Katharina Blum ist eine freundliche, aber zurückhaltende Frau, die sich Männern gegenüber auf Grund schlechter Erfahrungen, abweisend verhält. Auf einer Karnevalparty verliebt sie sich in einen jungen Mann, Ludwig Götten, von dem sie zunächst nicht weiß, daß er von der Polizei wegen verschiedenen kriminellen Delikte gesucht wird. Sie verhilft ihm zur Flucht als sie davon erfährt. Die Zeitung nützt dieses Ereignis für einen Sensationsbericht aus, in dessen Mittelpunkt die als "Räuberliebchen" bezeichnete Katharina Blum steht.

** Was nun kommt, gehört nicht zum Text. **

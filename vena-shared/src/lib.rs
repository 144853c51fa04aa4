//! # Vena Shared Library
//!
//! Data layer of the Vena vendor workspace: entity models and their row
//! transformers, the row store boundary and its backends, the data access
//! façade, persisted local state and view dispatch.
//!
//! ## Module Organization
//!
//! - `models`: entity models, row shapes and payloads
//! - `store`: row store trait, table catalogue, Postgres/REST/memory backends
//! - `data`: `DataStore` façade owning every collection
//! - `persist`: `PersistentState` and key-value backends
//! - `local`: local-first workspace built on `persist`
//! - `navigation`: hash-route dispatch and permission gate
//! - `notify`: notification fan-out
//! - `db`: Postgres pool and migrations

#![recursion_limit = "256"]

pub mod data;
pub mod db;
pub mod local;
pub mod models;
pub mod navigation;
pub mod notify;
pub mod persist;
pub mod store;

/// Current version of the Vena shared library
pub const VERSION: &str = env!("CARGO_PKG_VERSION");
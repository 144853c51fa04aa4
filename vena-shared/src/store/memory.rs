/// In-process row store
///
/// Keeps rows per table in insertion order and applies the same column
/// defaults the database schema declares. Backs tests and the API when no
/// database is configured.

use super::{RowMap, RowStore, StoreError, StoreResult};
use crate::store::table::{Order, Table};
use async_trait::async_trait;
use serde_json::Value as JsonValue;
use std::cmp::Ordering;
use std::collections::HashMap;
use tokio::sync::RwLock;

#[derive(Debug, Default)]
pub struct MemoryRowStore {
    tables: RwLock<HashMap<Table, Vec<RowMap>>>,
}

impl MemoryRowStore {
    pub fn new() -> Self {
        Self::default()
    }

    /// Stores `rows` as-is, replacing whatever `table` held
    pub async fn seed(&self, table: Table, rows: Vec<RowMap>) {
        self.tables.write().await.insert(table, rows);
    }

    /// Number of rows held for `table`
    pub async fn count(&self, table: Table) -> usize {
        self.tables
            .read()
            .await
            .get(&table)
            .map(Vec::len)
            .unwrap_or(0)
    }
}

fn row_id(row: &RowMap) -> Option<&str> {
    row.get("id").and_then(JsonValue::as_str)
}

/// Orders two column values; nulls sort last ascending, like Postgres
fn compare_values(a: Option<&JsonValue>, b: Option<&JsonValue>) -> Ordering {
    let a = a.filter(|v| !v.is_null());
    let b = b.filter(|v| !v.is_null());
    match (a, b) {
        (None, None) => Ordering::Equal,
        (None, Some(_)) => Ordering::Greater,
        (Some(_), None) => Ordering::Less,
        (Some(JsonValue::Number(x)), Some(JsonValue::Number(y))) => x
            .as_f64()
            .partial_cmp(&y.as_f64())
            .unwrap_or(Ordering::Equal),
        (Some(JsonValue::String(x)), Some(JsonValue::String(y))) => x.cmp(y),
        (Some(JsonValue::Bool(x)), Some(JsonValue::Bool(y))) => x.cmp(y),
        (Some(x), Some(y)) => x.to_string().cmp(&y.to_string()),
    }
}

fn sort_rows(rows: &mut [RowMap], order: Order) {
    rows.sort_by(|a, b| {
        let ord = compare_values(a.get(order.column), b.get(order.column));
        if order.ascending {
            ord
        } else {
            ord.reverse()
        }
    });
}

#[async_trait]
impl RowStore for MemoryRowStore {
    fn name(&self) -> &str {
        "memory"
    }

    async fn select_all(&self, table: Table, order: Option<Order>) -> StoreResult<Vec<RowMap>> {
        let mut rows = self
            .tables
            .read()
            .await
            .get(&table)
            .cloned()
            .unwrap_or_default();

        if let Some(order) = order {
            sort_rows(&mut rows, order);
        }
        Ok(rows)
    }

    async fn select_single(&self, table: Table) -> StoreResult<Option<RowMap>> {
        Ok(self
            .tables
            .read()
            .await
            .get(&table)
            .and_then(|rows| rows.first().cloned()))
    }

    async fn insert(&self, table: Table, mut values: RowMap) -> StoreResult<RowMap> {
        table.apply_defaults(&mut values);
        self.tables
            .write()
            .await
            .entry(table)
            .or_default()
            .push(values.clone());

        tracing::trace!(%table, id = ?row_id(&values), "Inserted row");
        Ok(values)
    }

    async fn update(&self, table: Table, id: &str, values: RowMap) -> StoreResult<RowMap> {
        let mut tables = self.tables.write().await;
        let row = tables
            .get_mut(&table)
            .and_then(|rows| rows.iter_mut().find(|row| row_id(row) == Some(id)))
            .ok_or_else(|| StoreError::NotFound {
                table: table.name(),
                id: id.to_string(),
            })?;

        for (column, value) in values {
            if column != "id" {
                row.insert(column, value);
            }
        }
        Ok(row.clone())
    }

    async fn delete(&self, table: Table, id: &str) -> StoreResult<()> {
        if let Some(rows) = self.tables.write().await.get_mut(&table) {
            rows.retain(|row| row_id(row) != Some(id));
        }
        Ok(())
    }
}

Die nun täglich erscheinenden Berichte werden immer verleumderischer und verletzender. Dieser andauernden Hetzte gegen ihre Person, sowie den danach einsetzenden anonymen Beschimpfungen verantwortlichen Reporter Tötges.
III. Vorliegendes Werk:
a) Stoff:
Heinrich Böll will in seiner literarischen Auseinandersetzung mit dem Sensationsjournalismus zeigen, daß man den Medien eigentlich machtlos ausgesetzt ist. Massenmedien (Zeitung, Rundfunk, Fernsehen), können einen Menschen bis ins Tiefste verletzen. So wird zum Beispiel in diesem Buch Katharina, die ein normales und rechtschaffenes Leben geführt hat, durch die Medien in ein völlig anderes Licht gesetzt. Durch die Presse wird sie als Räuberliebchen, Lügnerin, abartige Person und vieles mehr dargestellt. Allein durch die Presseaussagen eines Journalisten sieht sich Katharina gezwungen, diesen zu ermorden, da er einen großen Teil beitrug, ihre Selbstachtung zu zerstören.
b) Thema:
In diesem Buch geht es um ein, den Medien machtlos ausgeliefertes Individuum. Böll gibt ein Beispiel für die Wirkung verbaler Gewalt.
c) Motive:
Diese Buch erzählt die Geschichte der Katharina Blum, die zufällig den Terroristen Ludwig Götten kennenlernt. Die Konflikte in die Katharina mit den Medien und der Polizei dadurch kommt beschreibt Heinrich Böll.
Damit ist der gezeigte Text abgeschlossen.